In-memory OLTP database. Interview with Asa Holmstrom.
“Those who claim they can give you both ACID transactions and linearly scalability at the same time are not telling the truth because it is theoretically proven impossible” –Asa Holmstrom.
I heard about a start up called Starcounter. I wanted to know more. I have interviewed the CEO of the company Asa Holmstrom.
RVZ
Q1. You just launched Starcounter 2.0 public beta. What is it? and who can already use it?
Asa Holmstrom: Starcounter is a high performance in-memory OLTP database. We have partners who built applications on top of Starcounter, e.g. AdServe application, retail application. Today Starcounter has 60+ customers using Starcounter in production.
Q2. You define Starcounter as “memory centric”, using a technique you call “VMDBMS”. What is special about VMDBMS?
Asa Holmstrom: VMDBMS integrates the application runtime virtual machine (VM) with the database management system (DBMS). Data only residees in one single place all the time in RAM, no data is transferred back and forth between the database memory and the temporary storage (object heap) of the application. The VMDBMS makes Starcounter significantly faster than other in-memory databases.
Q3. When you say “the VMDBMS makes Starcounter significantly faster than other in-memory databases”, could you please give some specific benchmarking numbers? Which other in-memory databases did you compare with your benchmark?

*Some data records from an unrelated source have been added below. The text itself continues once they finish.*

/*
 * Copyright Amazon.com, Inc. or its affiliates. All Rights Reserved.
 * SPDX-License-Identifier: Apache-2.0
 */

use std::fmt;

/// The target part size for an upload.
#[derive(Debug, Clone, Default)]
pub enum PartSize {
    /// Use the default part size (10 MiB).
    #[default]
    Auto,

    /// Target part size explicitly given.
    ///
    /// NOTE: The remote service negotiates the part size when the session is created. This
    /// value is only used when the service does not return one.
    Target(u64),
}

/// The concurrency settings to use for a single upload.
#[derive(Debug, Clone, Default)]
pub enum ConcurrencySetting {
    /// Use the default number of concurrent part uploads.
    #[default]
    Auto,

    /// Explicitly configured maximum number of parts in flight.
    Explicit(usize),
}

/// How the remote service should handle an existing object with the same name.
#[derive(Debug, Clone, Copy, Default, PartialEq, Eq)]
#[non_exhaustive]
pub enum DuplicatePolicy {
    /// Keep both, the service picks a new name for the upload
    #[default]
    Rename,
    /// Replace the existing object
    Overwrite,
    /// Fail the session creation
    Refuse,
}

impl DuplicatePolicy {
    /// Numeric wire value of this policy
    pub fn as_code(&self) -> u8 {
        match self {
            DuplicatePolicy::Rename => 1,
            DuplicatePolicy::Overwrite => 2,
            DuplicatePolicy::Refuse => 3,
        }
    }

    /// Name mode wire value of this policy
    pub fn as_str(&self) -> &'static str {
        match self {
            DuplicatePolicy::Rename => "auto_rename",
            DuplicatePolicy::Overwrite => "overwrite",
            DuplicatePolicy::Refuse => "refuse",
        }
    }
}

/// Structured error codes reported by the remote service.
///
/// Recovery is dispatched on the variant: expired credentials and invalid device session
/// signatures are repaired locally, everything else is surfaced to the caller.
#[derive(Debug, Clone, PartialEq, Eq, Hash)]
#[non_exhaustive]
pub enum RemoteErrorCode {
    /// The access credential expired and must be refreshed
    AccessTokenInvalid,
    /// The per-device session signature is no longer accepted
    DeviceSessionSignatureInvalid,
    /// The submitted partial content hash matches content the service already holds
    PreHashMatched,
    /// Any other code, carried verbatim
    Other(String),
}

impl RemoteErrorCode {
    /// Parse a wire code
    pub fn from_code(code: &str) -> Self {
        match code {
            "AccessTokenInvalid" | "AccessTokenExpired" => RemoteErrorCode::AccessTokenInvalid,
            "DeviceSessionSignatureInvalid" => RemoteErrorCode::DeviceSessionSignatureInvalid,
            "PreHashMatched" => RemoteErrorCode::PreHashMatched,
            other => RemoteErrorCode::Other(other.to_owned()),
        }
    }

    /// The wire representation of this code
    pub fn as_str(&self) -> &str {
        match self {
            RemoteErrorCode::AccessTokenInvalid => "AccessTokenInvalid",
            RemoteErrorCode::DeviceSessionSignatureInvalid => "DeviceSessionSignatureInvalid",
            RemoteErrorCode::PreHashMatched => "PreHashMatched",
            RemoteErrorCode::Other(code) => code,
        }
    }

    /// Returns true if the request client can repair this error locally
    pub fn is_repairable(&self) -> bool {
        matches!(
            self,
            RemoteErrorCode::AccessTokenInvalid | RemoteErrorCode::DeviceSessionSignatureInvalid
        )
    }
}

impl fmt::Display for RemoteErrorCode {
    fn fmt(&self, f: &mut fmt::Formatter<'_>) -> fmt::Result {
        f.write_str(self.as_str())
    }
}

#[cfg(test)]
mod tests {
    use super::RemoteErrorCode;

    #[test]
    fn test_parse_remote_codes() {
        assert_eq!(
            RemoteErrorCode::AccessTokenInvalid,
            RemoteErrorCode::from_code("AccessTokenInvalid")
        );
        assert_eq!(
            RemoteErrorCode::DeviceSessionSignatureInvalid,
            RemoteErrorCode::from_code("DeviceSessionSignatureInvalid")
        );
        let other = RemoteErrorCode::from_code("QuotaExhausted.Drive");
        assert_eq!("QuotaExhausted.Drive", other.as_str());
        assert!(!other.is_repairable());
        assert!(RemoteErrorCode::AccessTokenInvalid.is_repairable());
    }
}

Asa Holmstrom: In general we are 100 times faster than any other RDBMS, 10 times comes from being IMDBMS, 10 times comes from VMDBMS.
Q4. How do you handle situations when data in RAM is no more available due to hardware failures?
Asa Holmstrom: In Starcounter the data is just as secure as in any disk-centric database. Image files and transaction log are stored on disk, and before a transaction is regarded committed it has been written to the transaction log.
When restarting Starcounter after a crash, a recovery of the database will automatically be done. To guarantee high availability we recommend our customers to have a hot stand-by machine which subscribes on the transaction log.
Q5. Goetz Graefe, HP fellow, commented in an interview (ref.1) that “disks will continue to have a role and economic value where the database also contains history, including cold history such as transactions that affected the account balances, login & logout events, click streams eventually leading to shopping carts, etc.” What is your take on this?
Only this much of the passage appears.